Primarily, the Court noted the distinction between the dictionary definitions of the terms “reimbursement” — to repay or make restoration or payment of an equivalent to — and “collection” — “to gather or exact” or “to claim as due and receive payment for.” The Court also noted that “reimbursement” is often synonymous with indemnification and typically used to express repayment by a third party not directly involved in a transaction, and thus involves more than two parties. On the other hand, the Court noted that the collection of a debt is a demand for and receipt of payment when a party fails to pay another back.
Thus, the Court concluded that “collection” is not the same concept or type of activity as “reimbursement,” even if a transaction sometimes involves both. Applying the ordinary meanings of the terms, the Court held that the employee’s claims for illegal “collection” practices were not “matters concerning reimbursement.”
Here, the employee’s worker compensation carrier was responsible for providing her medical services. Because the medical providers provided those services on behalf of the carrier, the only party who can reimburse the clinic and the lab is the carrier. Indeed, the Court noted, section 440.13(13)(a) provides that “[a] health care provider may not collect or receive a fee from an injured employee within this state, except as otherwise provided by this chapter.”
Thus, the Court held that the employee’s claims that the medical providers engaged in unlawful practices to “collect” consumer debts from the employee under the FCCPA were not “matters concerning reimbursement” committed to the exclusive jurisdiction of the Department of Financial Services under section 440.13(11)(c).
Further, the Court held, as neither statute was found to construe the other as meaningless or repealed by implication, and pursuant to Florida’s presumption against implicit repeals, the statutes could be read in harmony by allowing courts to refer to the WCL to determine the legitimacy of debts in FCCPA actions. According to the Court, this conclusion was further supported by the statutes’ purposes and legislative intent, as the WCL regulates compensation for medical services under a government program and is intended to save time and money for injured employees and their employers, while the FCCPA regulates debt collection practices to protect consumers.

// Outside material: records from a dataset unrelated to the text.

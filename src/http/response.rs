//! Buffered response sink.
//!
//! # Responsibilities
//! - Hold outgoing headers until the first flush
//! - Flush the status line at most once
//! - Compress the body with gzip or deflate when negotiated
//!
//! # Design Decisions
//! - The body encoder is chosen when headers are flushed, so handlers can
//!   still opt out (range responses) before writing
//! - Headers set after the flush are dropped with a warning
//! - `finish` always closes the encoder

use std::io::Write;

use axum::body::Bytes;
use axum::http::{header, HeaderMap, HeaderName, HeaderValue, StatusCode};
use flate2::write::{DeflateEncoder, GzEncoder};
use flate2::Compression;

/// Body encodings the sink can produce.
#[derive(Debug, Clone, Copy, PartialEq, Eq)]
pub enum Encoding {
    Gzip,
    Deflate,
}

impl Encoding {
    /// First of `gzip`/`deflate` listed in an `Accept-Encoding` value.
    pub fn negotiate(accept_encoding: &str) -> Option<Self> {
        accept_encoding
            .split(',')
            .map(|token| token.split(';').next().unwrap_or_default().trim())
            .find_map(|token| match token {
                "gzip" => Some(Encoding::Gzip),
                "deflate" => Some(Encoding::Deflate),
                _ => None,
            })
    }

    pub fn as_str(self) -> &'static str {
        match self {
            Encoding::Gzip => "gzip",
            Encoding::Deflate => "deflate",
        }
    }
}

enum BodyWriter {
    Plain(Vec<u8>),
    Gzip(GzEncoder<Vec<u8>>),
    Deflate(DeflateEncoder<Vec<u8>>),
}

impl BodyWriter {
    fn write(&mut self, data: &[u8]) -> std::io::Result<()> {
        match self {
            BodyWriter::Plain(buf) => {
                buf.extend_from_slice(data);
                Ok(())
            }
            BodyWriter::Gzip(encoder) => encoder.write_all(data),
            BodyWriter::Deflate(encoder) => encoder.write_all(data),
        }
    }

    fn close(self) -> std::io::Result<Vec<u8>> {
        match self {
            BodyWriter::Plain(buf) => Ok(buf),
            BodyWriter::Gzip(encoder) => encoder.finish(),
            BodyWriter::Deflate(encoder) => encoder.finish(),
        }
    }
}

/// Outgoing response for one request.
pub struct ResponseWriter {
    status: StatusCode,
    headers: HeaderMap,
    body: BodyWriter,
    encoding: Option<Encoding>,
    header_written: bool,
}

impl std::fmt::Debug for ResponseWriter {
    fn fmt(&self, f: &mut std::fmt::Formatter<'_>) -> std::fmt::Result {
        f.debug_struct("ResponseWriter")
            .field("status", &self.status)
            .field("headers", &self.headers)
            .field("encoding", &self.encoding)
            .field("header_written", &self.header_written)
            .finish()
    }
}

impl ResponseWriter {
    /// Create a sink. `encoding` is the negotiated compression, if any.
    pub fn new(encoding: Option<Encoding>) -> Self {
        Self {
            status: StatusCode::OK,
            headers: HeaderMap::new(),
            body: BodyWriter::Plain(Vec::new()),
            encoding,
            header_written: false,
        }
    }

    pub fn status(&self) -> StatusCode {
        self.status
    }

    pub fn headers(&self) -> &HeaderMap {
        &self.headers
    }

    pub fn is_header_written(&self) -> bool {
        self.header_written
    }

    /// Replace a header. Ignored once headers are flushed.
    pub fn set_header(&mut self, name: &str, value: &str) {
        if let Some((name, value)) = self.header_pair(name, value) {
            self.headers.insert(name, value);
        }
    }

    /// Add a header value, keeping existing ones.
    pub fn add_header(&mut self, name: &str, value: &str) {
        if let Some((name, value)) = self.header_pair(name, value) {
            self.headers.append(name, value);
        }
    }

    pub fn delete_header(&mut self, name: &str) {
        if self.header_written {
            return;
        }
        self.headers.remove(name);
    }

    fn header_pair(&self, name: &str, value: &str) -> Option<(HeaderName, HeaderValue)> {
        if self.header_written {
            tracing::warn!(header = %name, "header set after response headers were sent");
            return None;
        }
        match (HeaderName::try_from(name), HeaderValue::try_from(value)) {
            (Ok(name), Ok(value)) => Some((name, value)),
            _ => {
                tracing::warn!(header = %name, "invalid header dropped");
                None
            }
        }
    }

    /// Skip compression for this response. Only effective before the flush.
    pub fn disable_compression(&mut self) {
        if !self.header_written {
            self.encoding = None;
        }
    }

    /// Flush the status and headers. Later calls are ignored.
    pub fn write_header(&mut self, status: StatusCode) {
        if self.header_written {
            tracing::debug!(status = %status, "response headers already sent");
            return;
        }
        self.status = status;

        let compress = self.encoding.filter(|_| {
            status != StatusCode::NO_CONTENT && status != StatusCode::NOT_MODIFIED
        });
        if let Some(encoding) = compress {
            self.headers.insert(
                header::CONTENT_ENCODING,
                HeaderValue::from_static(encoding.as_str()),
            );
            self.headers.remove(header::CONTENT_LENGTH);
            self.headers.append(header::VARY, HeaderValue::from_static("Accept-Encoding"));
            self.body = match encoding {
                Encoding::Gzip => BodyWriter::Gzip(GzEncoder::new(Vec::new(), Compression::fast())),
                Encoding::Deflate => {
                    BodyWriter::Deflate(DeflateEncoder::new(Vec::new(), Compression::fast()))
                }
            };
        }
        self.header_written = true;
    }

    /// Append body bytes, flushing headers with the current status first.
    pub fn write(&mut self, data: &[u8]) {
        if !self.header_written {
            self.write_header(self.status);
        }
        if let Err(e) = self.body.write(data) {
            tracing::error!(error = %e, "failed to encode response body");
        }
    }

    /// Close the encoder and hand back the finished parts.
    pub fn finish(mut self) -> (StatusCode, HeaderMap, Bytes) {
        if !self.header_written {
            self.write_header(self.status);
        }
        let body = match self.body.close() {
            Ok(body) => body,
            Err(e) => {
                tracing::error!(error = %e, "failed to close response encoder");
                Vec::new()
            }
        };
        (self.status, self.headers, Bytes::from(body))
    }
}

#[cfg(test)]
mod tests {
    use super::*;
    use flate2::read::GzDecoder;
    use std::io::Read;

    #[test]
    fn test_negotiate_takes_first_supported() {
        assert_eq!(Encoding::negotiate("br, deflate, gzip"), Some(Encoding::Deflate));
        assert_eq!(Encoding::negotiate("gzip;q=1.0"), Some(Encoding::Gzip));
        assert_eq!(Encoding::negotiate("br, identity"), None);
        assert_eq!(Encoding::negotiate(""), None);
    }

    #[test]
    fn test_plain_body() {
        let mut writer = ResponseWriter::new(None);
        writer.set_header("X-Test", "1");
        writer.write(b"hello ");
        writer.write(b"world");
        let (status, headers, body) = writer.finish();
        assert_eq!(status, StatusCode::OK);
        assert_eq!(headers["x-test"], "1");
        assert_eq!(body.as_ref(), b"hello world");
    }

    #[test]
    fn test_gzip_body_decodes() {
        let mut writer = ResponseWriter::new(Some(Encoding::Gzip));
        writer.write(b"compressed payload");
        let (_, headers, body) = writer.finish();
        assert_eq!(headers[header::CONTENT_ENCODING], "gzip");

        let mut decoded = String::new();
        GzDecoder::new(body.as_ref()).read_to_string(&mut decoded).unwrap();
        assert_eq!(decoded, "compressed payload");
    }

    #[test]
    fn test_no_compression_for_not_modified() {
        let mut writer = ResponseWriter::new(Some(Encoding::Gzip));
        writer.write_header(StatusCode::NOT_MODIFIED);
        let (status, headers, body) = writer.finish();
        assert_eq!(status, StatusCode::NOT_MODIFIED);
        assert!(headers.get(header::CONTENT_ENCODING).is_none());
        assert!(body.is_empty());
    }

    #[test]
    fn test_header_flushed_once() {
        let mut writer = ResponseWriter::new(None);
        writer.write_header(StatusCode::FORBIDDEN);
        writer.write_header(StatusCode::INTERNAL_SERVER_ERROR);
        writer.set_header("X-Late", "1");
        let (status, headers, _) = writer.finish();
        assert_eq!(status, StatusCode::FORBIDDEN);
        assert!(headers.get("x-late").is_none());
    }

    #[test]
    fn test_disable_compression_before_flush() {
        let mut writer = ResponseWriter::new(Some(Encoding::Deflate));
        writer.disable_compression();
        writer.write(b"raw");
        let (_, headers, body) = writer.finish();
        assert!(headers.get(header::CONTENT_ENCODING).is_none());
        assert_eq!(body.as_ref(), b"raw");
    }
}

Accordingly, the Court held that section 440.13(11)(c) of the WCL did not preclude trial court jurisdiction over the employee’s FCCPA claims and reversed the dismissals of her FCCPA claims against her medical providers.
However, in light of a strong dissent authored by one of the judges of the three-judge appellate panel, the Court further certified the question as to whether section 440.13(11)(c) of the WCL precludes jurisdiction over claims under section 559.77(1) of the FCCPA to the Florida Supreme Court.